November 27, 2019

Care for your feet!

We only one pair per lifetime! Our feet rare our transport, looking after them should be a priority for the people of all ages, but especially as we got older and if we suffer from diabetes. As we age and in those people who have diabetes, the risk of foot injury and serious complications that may result in infection, ulceration and amputation are very real. Essentially, our feet rely on a stable circulation and a responsive nervous system to protect us from infection and respond to injurious states such as cuts, pressure areas and other traumas that may precipitate ulceration and the possible loss of toes or a limb.

As we age, and in those people with peripheral vascular disease (PVD), the amount of blood getting to our feet reduces. The flow of nutrients and infection fighting cels markedly reduce and this results in a greater risk for trauma and a subsequent longer healing process if an injury occurs.

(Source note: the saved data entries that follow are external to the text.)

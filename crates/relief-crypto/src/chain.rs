use relief_types::{Digest, PreviousDigest};

/// Trait for records that participate in a hash chain.
pub trait ChainLink {
    /// Zero-based position the record claims to occupy.
    fn sequence_index(&self) -> u64;
    /// The stored digest.
    fn stored_digest(&self) -> Digest;
    /// The stored backward link.
    fn previous_digest(&self) -> PreviousDigest;
    /// Digest recomputed from the stored hashed fields.
    fn recompute_digest(&self) -> Digest;
}

/// Hash chain integrity verifier.
///
/// Walks a sequence of records from index 1 to the end. For each record it
/// recomputes the digest from the stored fields, checks the backward link
/// against the predecessor's stored digest, and checks the sequence index.
/// The genesis record is exempt from the backward-link check.
pub struct HashChainVerifier;

impl HashChainVerifier {
    /// Verify a chain, stopping at the first failure.
    pub fn verify_chain(links: &[impl ChainLink]) -> Result<(), ChainError> {
        let Some(genesis) = links.first() else {
            return Ok(());
        };
        if !genesis.previous_digest().is_sentinel() {
            return Err(ChainError::GenesisHasLink);
        }

        for index in 1..links.len() {
            Self::verify_link(&links[index - 1], &links[index], index)?;
        }
        Ok(())
    }

    /// Verify a single record against its predecessor.
    pub fn verify_link(
        previous: &impl ChainLink,
        current: &impl ChainLink,
        index: usize,
    ) -> Result<(), ChainError> {
        match Self::link_violations(previous, current, index).into_iter().next() {
            Some(err) => Err(err),
            None => Ok(()),
        }
    }

    /// Every check `current` fails against `previous`, in check order:
    /// digest, then link, then sequence index.
    pub fn link_violations(
        previous: &impl ChainLink,
        current: &impl ChainLink,
        index: usize,
    ) -> Vec<ChainError> {
        let mut errors = Vec::new();
        if current.recompute_digest() != current.stored_digest() {
            errors.push(ChainError::HashMismatch { index });
        }

        match current.previous_digest() {
            PreviousDigest::Block(prev) if prev == previous.stored_digest() => {}
            PreviousDigest::Block(_) => errors.push(ChainError::BrokenLink { index }),
            PreviousDigest::Sentinel => errors.push(ChainError::MissingLink { index }),
        }

        if current.sequence_index() != index as u64 {
            errors.push(ChainError::SequenceGap {
                index,
                found: current.sequence_index(),
            });
        }
        errors
    }

    /// Every check the genesis record fails, its re-hash included. The
    /// re-hash is not part of [`verify_chain`], which trusts the locally
    /// synthesized genesis.
    ///
    /// [`verify_chain`]: HashChainVerifier::verify_chain
    pub fn genesis_violations(genesis: &impl ChainLink) -> Vec<ChainError> {
        let mut errors = Vec::new();
        if !genesis.previous_digest().is_sentinel() {
            errors.push(ChainError::GenesisHasLink);
        }
        if genesis.sequence_index() != 0 {
            errors.push(ChainError::SequenceGap {
                index: 0,
                found: genesis.sequence_index(),
            });
        }
        if genesis.recompute_digest() != genesis.stored_digest() {
            errors.push(ChainError::HashMismatch { index: 0 });
        }
        errors
    }
}

/// Errors from chain verification.
#[derive(Debug, Clone, thiserror::Error, PartialEq, Eq)]
pub enum ChainError {
    #[error("genesis block links to a predecessor (should carry the sentinel)")]
    GenesisHasLink,

    #[error("hash mismatch at index {index}: computed digest differs from stored")]
    HashMismatch { index: usize },

    #[error("broken link at index {index}: previous digest does not match")]
    BrokenLink { index: usize },

    #[error("missing link at index {index}: sentinel found after genesis")]
    MissingLink { index: usize },

    #[error("sequence gap at index {index}: block claims index {found}")]
    SequenceGap { index: usize, found: u64 },
}

impl ChainError {
    /// Index at which verification failed.
    pub fn index(&self) -> usize {
        match self {
            Self::GenesisHasLink => 0,
            Self::HashMismatch { index }
            | Self::BrokenLink { index }
            | Self::MissingLink { index }
            | Self::SequenceGap { index, .. } => *index,
        }
    }
}
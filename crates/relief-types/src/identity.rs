use std::fmt;
use std::str::FromStr;

use serde::{Deserialize, Serialize};

use crate::digest::Digest;
use crate::error::TypeError;

const BENEFICIARY_PREFIX: &str = "BEN-";
const BENEFICIARY_HEX_LEN: usize = 12;

/// Digest of an identity credential.
///
/// Sessions keep this instead of the raw credential. The domain tag keeps it
/// distinct from block digests computed over the same bytes.
pub fn credential_digest(credential: &str) -> Digest {
    let mut hasher = blake3::Hasher::new();
    hasher.update(b"relief-credential-v1:");
    hasher.update(credential.as_bytes());
    Digest::from_hash(*hasher.finalize().as_bytes())
}

/// Stable identifier of a beneficiary.
///
/// Derived deterministically from the verified identity credential:
/// `BEN-` followed by the first 12 hex characters (upper case) of the
/// credential digest. The same credential always yields the same id, which
/// is what ties repeat logins to the same identity-scoped chain.
#[derive(Clone, PartialEq, Eq, Hash, PartialOrd, Ord, Serialize, Deserialize)]
#[serde(try_from = "String", into = "String")]
pub struct BeneficiaryId(String);

impl BeneficiaryId {
    /// Derive the beneficiary id for a credential.
    pub fn derive(credential: &str) -> Self {
        let hex = credential_digest(credential).to_hex();
        Self(format!(
            "{BENEFICIARY_PREFIX}{}",
            hex[..BENEFICIARY_HEX_LEN].to_uppercase()
        ))
    }

    /// Parse and validate an id of the form `BEN-XXXXXXXXXXXX`.
    pub fn parse(s: &str) -> Result<Self, TypeError> {
        let Some(rest) = s.strip_prefix(BENEFICIARY_PREFIX) else {
            return Err(TypeError::InvalidBeneficiaryId(s.to_string()));
        };
        let well_formed = rest.len() == BENEFICIARY_HEX_LEN
            && rest
                .chars()
                .all(|c| c.is_ascii_digit() || ('A'..='F').contains(&c));
        if !well_formed {
            return Err(TypeError::InvalidBeneficiaryId(s.to_string()));
        }
        Ok(Self(s.to_string()))
    }

    pub fn as_str(&self) -> &str {
        &self.0
    }
}

impl FromStr for BeneficiaryId {
    type Err = TypeError;

    fn from_str(s: &str) -> Result<Self, Self::Err> {
        Self::parse(s)
    }
}

impl TryFrom<String> for BeneficiaryId {
    type Error = TypeError;

    fn try_from(value: String) -> Result<Self, Self::Error> {
        Self::parse(&value)
    }
}

impl From<BeneficiaryId> for String {
    fn from(id: BeneficiaryId) -> Self {
        id.0
    }
}

impl fmt::Debug for BeneficiaryId {
    fn fmt(&self, f: &mut fmt::Formatter<'_>) -> fmt::Result {
        write!(f, "BeneficiaryId({})", self.0)
    }
}

impl fmt::Display for BeneficiaryId {
    fn fmt(&self, f: &mut fmt::Formatter<'_>) -> fmt::Result {
        f.write_str(&self.0)
    }
}

#[cfg(test)]
mod tests {
    use super::*;

    #[test]
    fn derive_is_deterministic() {
        let a = BeneficiaryId::derive("123456789012");
        let b = BeneficiaryId::derive("123456789012");
        assert_eq!(a, b);
    }

    #[test]
    fn different_credentials_produce_different_ids() {
        let a = BeneficiaryId::derive("123456789012");
        let b = BeneficiaryId::derive("123456789013");
        assert_ne!(a, b);
    }

    #[test]
    fn derived_id_has_expected_shape() {
        let id = BeneficiaryId::derive("999988887777");
        assert!(id.as_str().starts_with("BEN-"));
        assert_eq!(id.as_str().len(), 16);
        assert_eq!(BeneficiaryId::parse(id.as_str()).unwrap(), id);
    }

    #[test]
    fn parse_rejects_malformed_ids() {
        assert!(BeneficiaryId::parse("BEN-123").is_err());
        assert!(BeneficiaryId::parse("XYZ-0123456789AB").is_err());
        assert!(BeneficiaryId::parse("BEN-0123456789ab").is_err());
    }

    #[test]
    fn serde_validates_on_read() {
        let id = BeneficiaryId::derive("111122223333");
        let json = serde_json::to_string(&id).unwrap();
        let parsed: BeneficiaryId = serde_json::from_str(&json).unwrap();
        assert_eq!(parsed, id);

        let bad: Result<BeneficiaryId, _> = serde_json::from_str("\"BEN-nope\"");
        assert!(bad.is_err());
    }

    #[test]
    fn credential_digest_is_domain_separated() {
        let d = credential_digest("123456789012");
        assert_ne!(d.as_bytes(), blake3::hash(b"123456789012").as_bytes());
    }
}
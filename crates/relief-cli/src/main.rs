use clap::Parser;
use tracing_subscriber::filter::LevelFilter;

mod cli;
mod commands;

#[tokio::main]
async fn main() -> anyhow::Result<()> {
    let cli = cli::Cli::parse();
    let level = if cli.verbose {
        LevelFilter::DEBUG
    } else {
        LevelFilter::WARN
    };
    tracing_subscriber::fmt()
        .with_max_level(level)
        .with_writer(std::io::stderr)
        .init();
    commands::run_command(cli).await
}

  • Fortunately, with some basic foot health habits we can help maintain the health of our feet and ensure that the one pair we get keeps us on the move! Firstly, It is very important to maintain the integrity of the skin. Moisturise your feet daily and keep an eye out for any cracks or injury that may develop into a longer term concern.
  • Keep walking. Exercise gets the blood flowing and helps maintain our stability and balance to reduce the risk of falls and probable trauma that may lead to a severe injury.
  • Stop smoking and eat healthily. Smoking reduces peripheral blood circulation and impairs healing. Along with a diet high in fat, this can cause slowing of the peripheral blood circulation and again place the feet at high risk of reduced healing and heightened potential for infection.
  • Footwear is very important. Having shoes that fit, absorb friction and provide cushioning help protect the feet from injury and the build up of superficial lesions (corns and calluses). Research tells us that only is pressure a very high precipitator of ulceration and amputation, but friction is just as important to minimise. The majority of footwear and innersoles are designed to reduce pressure by providing large amounts of cushioning. It is most important, if you have a reduced peripheral circulation, diabetes or other conditions that place you at risk of ulceration youlook for an innersole, such as the Realign Diabetic Memory, that is designed to reduce the amount of pressure and friction that passes through the surface of the foot.

Finally, anybody who has medical concerns that place them at risk of falling, ulceration or a reduced ability to fight infection should have their feet assessed and treated on a regular basis by a Podiatrist.